_EXERCISE AIM_. Take the data below and copy exactly the lines starting at the one with "one, so the" and finishing at the one with "signature is malformed.", both included.

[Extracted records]
....
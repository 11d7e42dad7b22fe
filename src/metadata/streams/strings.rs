//! The `#Strings` heap.
//!
//! NUL-terminated UTF-8 strings addressed by byte offset. Offset 0 is the empty string.

use std::collections::HashMap;

use crate::Result;

/// An owned, append-only `#Strings` heap
#[derive(Debug, Clone)]
pub struct StringHeap {
    data: Vec<u8>,
    offsets: HashMap<String, u32>,
}

impl StringHeap {
    /// Create a heap holding only the empty string at offset 0
    #[must_use]
    pub fn new() -> Self {
        StringHeap {
            data: vec![0],
            offsets: HashMap::from([(String::new(), 0)]),
        }
    }

    /// Returns the string starting at `offset`
    ///
    /// # Errors
    /// Returns [`crate::Error::OutOfBounds`] if `offset` lies outside the heap, or
    /// [`crate::Error::CorruptMetadata`] if the entry is unterminated or not UTF-8.
    pub fn get(&self, offset: u32) -> Result<&str> {
        let offset = offset as usize;
        if offset >= self.data.len() {
            return Err(out_of_bounds_error!());
        }

        let tail = &self.data[offset..];
        let Some(end) = tail.iter().position(|b| *b == 0) else {
            return Err(corrupt_error!("Unterminated string at offset {}", offset));
        };

        std::str::from_utf8(&tail[..end])
            .map_err(|_| corrupt_error!("Invalid UTF-8 string at offset {}", offset))
    }

    /// Append `value`, returning its offset. Identical strings share one entry.
    ///
    /// # Errors
    /// Returns [`crate::Error::InvalidArgument`] if `value` contains a NUL byte, or
    /// [`crate::Error::OutOfMemory`] if the heap can not grow.
    pub fn add(&mut self, value: &str) -> Result<u32> {
        if let Some(offset) = self.offsets.get(value) {
            return Ok(*offset);
        }

        if value.contains('\0') {
            return Err(crate::Error::InvalidArgument(format!(
                "string {:?} contains a NUL byte",
                value
            )));
        }

        let offset = u32::try_from(self.data.len()).map_err(|_| crate::Error::OutOfMemory)?;
        self.data.try_reserve(value.len() + 1)?;
        self.data.extend_from_slice(value.as_bytes());
        self.data.push(0);
        self.offsets.insert(value.to_string(), offset);

        Ok(offset)
    }

    /// Size of the heap in bytes
    #[must_use]
    pub fn len(&self) -> usize {
        self.data.len()
    }

    /// Returns true if the heap holds only the empty string
    #[must_use]
    pub fn is_empty(&self) -> bool {
        self.data.len() == 1
    }
}

impl Default for StringHeap {
    fn default() -> Self {
        Self::new()
    }
}

#[cfg(test)]
mod tests {
    use super::*;

    #[test]
    fn test_add_and_get() {
        let mut heap = StringHeap::new();
        let name = heap.add("Bar").unwrap();
        let namespace = heap.add("Foo").unwrap();

        assert_eq!(name, 1);
        assert_eq!(namespace, 5);
        assert_eq!(heap.get(name).unwrap(), "Bar");
        assert_eq!(heap.get(namespace).unwrap(), "Foo");
        assert_eq!(heap.get(0).unwrap(), "");
        assert_eq!(heap.add("").unwrap(), 0);
    }

    #[test]
    fn test_suffix_offsets() {
        let mut heap = StringHeap::new();
        let offset = heap.add("System").unwrap();
        assert_eq!(heap.get(offset + 3).unwrap(), "tem");
    }

    #[test]
    fn test_deduplication() {
        let mut heap = StringHeap::new();
        let first = heap.add("mscorlib").unwrap();
        assert_eq!(heap.add("mscorlib").unwrap(), first);
        assert_eq!(heap.len(), 1 + "mscorlib".len() + 1);
    }

    #[test]
    fn test_rejects_nul() {
        let mut heap = StringHeap::new();
        assert!(heap.add("a\0b").is_err());
    }

    #[test]
    fn test_out_of_bounds() {
        let heap = StringHeap::new();
        assert!(matches!(heap.get(1), Err(crate::Error::OutOfBounds)));
    }
}
use crate::{
    metadata::{
        signatures::{
            signature_kind, CallingConventionFlags, SignatureImporter, CALLING_CONVENTION,
            DEFAULT_MAX_DEPTH, ELEMENT_TYPE,
        },
        token::Token,
    },
    utils::write_compressed_uint,
    Error, Parser, Result,
};

/// Reduce a vararg call-site signature to the signature of the method definition it calls
///
/// Everything from the `SENTINEL` on is dropped and the parameter count is rewritten to the
/// number of fixed parameters. The new count may need fewer bytes than the old one, so the
/// result is never longer than `method_ref_sig`. Signatures without a vararg tail are returned
/// unchanged.
///
/// ```rust
/// use dotlink::metadata::signatures::project_method_def_sig;
///
/// // vararg void M(int32, ..., string)
/// let call_site = [0x05, 0x02, 0x01, 0x08, 0x41, 0x0E];
/// assert_eq!(project_method_def_sig(&call_site)?, vec![0x05, 0x01, 0x01, 0x08]);
/// # Ok::<(), dotlink::Error>(())
/// ```
///
/// # Errors
/// Returns [`crate::Error::CorruptMetadata`] if the signature is malformed.
pub fn project_method_def_sig(method_ref_sig: &[u8]) -> Result<Vec<u8>> {
    let mut header_parser = Parser::new(method_ref_sig);
    let header = header_parser.peek_byte().map_err(truncated)?;
    if signature_kind(header) != CALLING_CONVENTION::VARARG {
        return Ok(method_ref_sig.to_vec());
    }

    header_parser.read_u8().map_err(truncated)?;
    if CallingConventionFlags::from_header(header).contains(CallingConventionFlags::GENERIC) {
        header_parser.read_compressed_uint().map_err(truncated)?;
    }
    let count_start = header_parser.pos();
    let param_count = header_parser.read_compressed_uint().map_err(truncated)?;
    let count_end = header_parser.pos();

    let mut untranslated = |token: Token| -> Result<Token> { Ok(token) };
    let mut walker = SignatureImporter::new(method_ref_sig, &mut untranslated, DEFAULT_MAX_DEPTH)?;
    walker.seek(count_end)?;
    walker.type_sig().map_err(truncated)?;

    for fixed in 0..param_count {
        if walker.peek().map_err(truncated)? == ELEMENT_TYPE::SENTINEL {
            let cut = walker.pos();

            let mut projected = Vec::new();
            projected.try_reserve(cut)?;
            projected.extend_from_slice(&method_ref_sig[..count_start]);
            write_compressed_uint(fixed, &mut projected)?;
            projected.extend_from_slice(&method_ref_sig[count_end..cut]);
            return Ok(projected);
        }
        walker.type_sig().map_err(truncated)?;
    }

    Ok(method_ref_sig.to_vec())
}

fn truncated(error: Error) -> Error {
    match error {
        Error::OutOfBounds => corrupt_error!("method signature ends prematurely"),
        other => other,
    }
}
....
_OUTPUT FOR THIS EXERCISE_.
/// number of fixed parameters. The new count may need fewer bytes than the old one, so the
/// result is never longer than `method_ref_sig`. Signatures without a vararg tail are returned
/// unchanged.
///
/// ```rust
/// use dotlink::metadata::signatures::project_method_def_sig;
///
/// // vararg void M(int32, ..., string)
/// let call_site = [0x05, 0x02, 0x01, 0x08, 0x41, 0x0E];
/// assert_eq!(project_method_def_sig(&call_site)?, vec![0x05, 0x01, 0x01, 0x08]);
/// # Ok::<(), dotlink::Error>(())
/// ```
///
/// # Errors
/// Returns [`crate::Error::CorruptMetadata`] if the signature is malformed.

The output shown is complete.